Just because you have a small yard or garden doesn’t mean you can’t enjoy the myriad of benefits trees provide.

Small trees can be used for purely ornamental purposes, for shade, or even for fruit. There are also plenty of large shrubs that can easily be pruned into the shape of a small tree, provided you’re willing to maintain them.

Be sure to check the hardiness map of Illinois to see what’s suited to your area before you commit to planting.

Read on for six small trees suitable for small areas in Illinois

6 Small Trees That Grow Well in Illinois

1. Dwarf Red Buckeye (Aesculus pavia)

dwarf red buckeye
Image by peganum via Flickr

The Dwarf Red Buckeye is a precocious flowering tree with a rounded, irregular crown that leafs out long before other mid-western trees. The flowers also come early and provide a valuable food source for hummingbirds.

They are capable of putting out blooms at a young age. The leaves are also one of the first to shed in the autumn, with no drastic change in color.

The Dwarf Red Buckeye is clump-forming so it can be grown as a large shrub or multi-trunked tree. To grow as a small tree the lateral branches should be removed from the trunk at your desired height.

The blooms are 6-9” long, with a gorgeous vivid crimson tone, and appear in late spring/early summer. Leathery seed pods follow them in the fall. Plant in deep, moist well-drained soil.

Other Common Names: Scarlet Buckeye, and Wooly Buckeye

Growing Zones: 4-9

Average Size at Maturity: 10-20 ft tall and wide

Flowering Season: Late spring to early summer

Available at: Nature Hills & Fast-Growing-Trees

2. Pagoda Dogwood (Cornus alternifolia)

Pagoda Dogwood - Nature Hills Lyrae Willis
Images by Lyrae Willis and Nature Hills, Combined by Lyrae Willis for Tree Vitalize

The Pagoda Dogwood is a multi-stemmed shrub or small deciduous tree with ornamental, horizontal branching. The ovate leaves are dark green, 5” long, and are held on deep purple/brown stems.

Late spring to early summer sees small creamy flowers emerge in rounded clusters that give way to small berry-like fruit later in the season that can persist until the fall or until eaten by hungry wildlife.

The Pagoda Dogwood is one of many different types of dogwood trees and is suited for acidic, moist, well-drained, organically rich soils in partial shade. Full sun can be tolerated in cooler areas. Poor or clay soils won’t be tolerated.

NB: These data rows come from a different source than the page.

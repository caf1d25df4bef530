pub mod core;

pub use crate::core::error::{EngineError, EngineResult};
pub use crate::core::install::{
    InstallError, InstallGroup, InstallSource, Installation, LoaderRequest, DEFAULT_INSTALL_NAME,
};
pub use crate::core::launcher::{
    LauncherConfig, LauncherConfigError, LauncherInstance, LauncherInstanceError,
};
pub use crate::core::loader::{LayerKind, ResourceLayer, ResourceLoader};
pub use crate::core::paths::default_install_dir;
pub use crate::core::settings::{InstallEntry, LauncherConfigEntry, Settings, SettingsStore};
pub use crate::core::version::GameVersion;

use tracing_subscriber::EnvFilter;

/// Initialize structured logging for embedders that do not bring their own
/// subscriber. Call at most once per process.
pub fn init_logging() {
    tracing_subscriber::fmt()
        .with_env_filter(
            EnvFilter::try_from_default_env().unwrap_or_else(|_| EnvFilter::new("info,mcresolve=debug")),
        )
        .init();
}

Other Common Names: Green Osier, Alternate-Leaf Dogwood, and Alternate-Leaved Dogwood

Growing Zones: 4-8

Average Size at Maturity: 15-25 ft tall and 20-30 ft wide

Flowering Season: Late spring/early summer

Available at: Nature Hills

3. White Fringe Tree (Chionanthus virginicus var. maritimus)

white fringe tree
Image via Nature Hills

The White Fringe Tree is a small flowering tree with fragrant white blossoms that grace the garden in early spring. Whilst the tree, flowers, and petals may appear delicate, it is indeed an adaptable tree suited to many different growing zones and will even tolerate urban pollution.

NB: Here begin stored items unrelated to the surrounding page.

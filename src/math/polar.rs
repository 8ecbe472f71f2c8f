//! Cartesian ↔ polar conversions.
//!
//! Angles are in radians, measured counter-clockwise from the +x axis.

/// Converts `(x, y)` to `(r, theta)`, with `theta` in `(-π, π]`.
#[must_use]
pub fn xy_to_polar(x: f64, y: f64) -> (f64, f64) {
    (x.hypot(y), y.atan2(x))
}

/// Converts `(r, theta)` to `(x, y)`.
#[must_use]
pub fn polar_to_xy(r: f64, theta: f64) -> (f64, f64) {
    let (sin, cos) = theta.sin_cos();
    (r * cos, r * sin)
}

#[cfg(test)]
mod tests {
    use super::*;
    use std::f64::consts::{FRAC_PI_2, PI};

    const TOL: f64 = 1e-10;

    #[test]
    fn unit_axes() {
        let (r, t) = xy_to_polar(0.0, 2.0);
        assert!((r - 2.0).abs() < TOL);
        assert!((t - FRAC_PI_2).abs() < TOL);

        let (r, t) = xy_to_polar(-3.0, 0.0);
        assert!((r - 3.0).abs() < TOL);
        assert!((t - PI).abs() < TOL);
    }

    #[test]
    fn origin_has_zero_radius() {
        let (r, t) = xy_to_polar(0.0, 0.0);
        assert!(r.abs() < TOL);
        assert!(t.abs() < TOL);
    }

    #[test]
    fn polar_back_to_xy() {
        let (x, y) = polar_to_xy(2.0, FRAC_PI_2);
        assert!(x.abs() < TOL, "x={x}");
        assert!((y - 2.0).abs() < TOL, "y={y}");
    }

    #[test]
    fn third_quadrant_inverts() {
        let (r, t) = xy_to_polar(-1.0, -1.0);
        assert!(t < -FRAC_PI_2);
        let (x, y) = polar_to_xy(r, t);
        assert!((x + 1.0).abs() < TOL && (y + 1.0).abs() < TOL, "({x}, {y})");
    }
}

In contrast to the Dwarf Red Buckeye, the White Fringe is often one of the last trees to leaf out in the spring. However, it’s definitely worth the wait as an abundance of white flowers appear simultaneously.

White Fringe Trees can be either male or female, with females producing small drupes that ripen to dark navy blue. The wide leaves turn golden yellow before being shed in the autumn.

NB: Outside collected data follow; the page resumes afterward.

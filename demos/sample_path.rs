//! Samples a closed square at golden-ratio steps and prints the points.
//!
//! Run with `cargo run --example sample_path`.

use polysample::geometry::{PathSampler, SamplerOptions};
use polysample::math::GOLDEN_RATIO;
use polysample::operations::SampleSteps;
use polysample::PolysampleError;

const SEPARATOR: &str = ", ";

fn main() -> Result<(), PolysampleError> {
    // Default: WARN for everything, INFO for polysample.
    // Override with RUST_LOG env var (e.g. RUST_LOG=polysample=debug).
    let env_filter = tracing_subscriber::EnvFilter::from_default_env()
        .add_directive(tracing_subscriber::filter::LevelFilter::WARN.into())
        .add_directive("polysample=info".parse().unwrap_or_default());
    tracing_subscriber::fmt().with_env_filter(env_filter).init();

    let square = [(0.0, 0.0), (1.0, 0.0), (1.0, 1.0), (0.0, 1.0), (0.0, 0.0)];
    let sampler = PathSampler::from_xy(square, SamplerOptions::new().with_wrap(true))?;

    for sample in SampleSteps::new(0..=9, GOLDEN_RATIO).execute(&sampler)? {
        // Six decimals is micrometre precision in a metre-based CRS.
        println!(
            "{}{SEPARATOR}{:+.6}{SEPARATOR}{:+.6}",
            sample.counter, sample.point.x, sample.point.y
        );
    }

    Ok(())
}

Other Common Names: Grancy Grey Beard, Old Man’s Beard

Growing Zones: 4-9

Average Size at Maturity: 15-20 ft tall and 10-15 ft wide

Flowering Season: Early spring

Available at: Nature Hills

4. Showy Mountain Ash (Sorbus decora)

showy mountain ash
Image by delirium florens via Flickr

The Showy Mountain Ash features a round to slightly oval crown covered in dark green leaves.

Spring sees the appearance of white flowers, followed by large clusters of ornamental bright orange/red fruit that can persist until the winter or until devoured by the birds. The leaves are compound and are amongst the first to open in the spring.

The Showy Mountain Ash is a hardy type of Ash tree resistant to many common pests, apart from borers, and is suitable for the cooler areas of northern IL.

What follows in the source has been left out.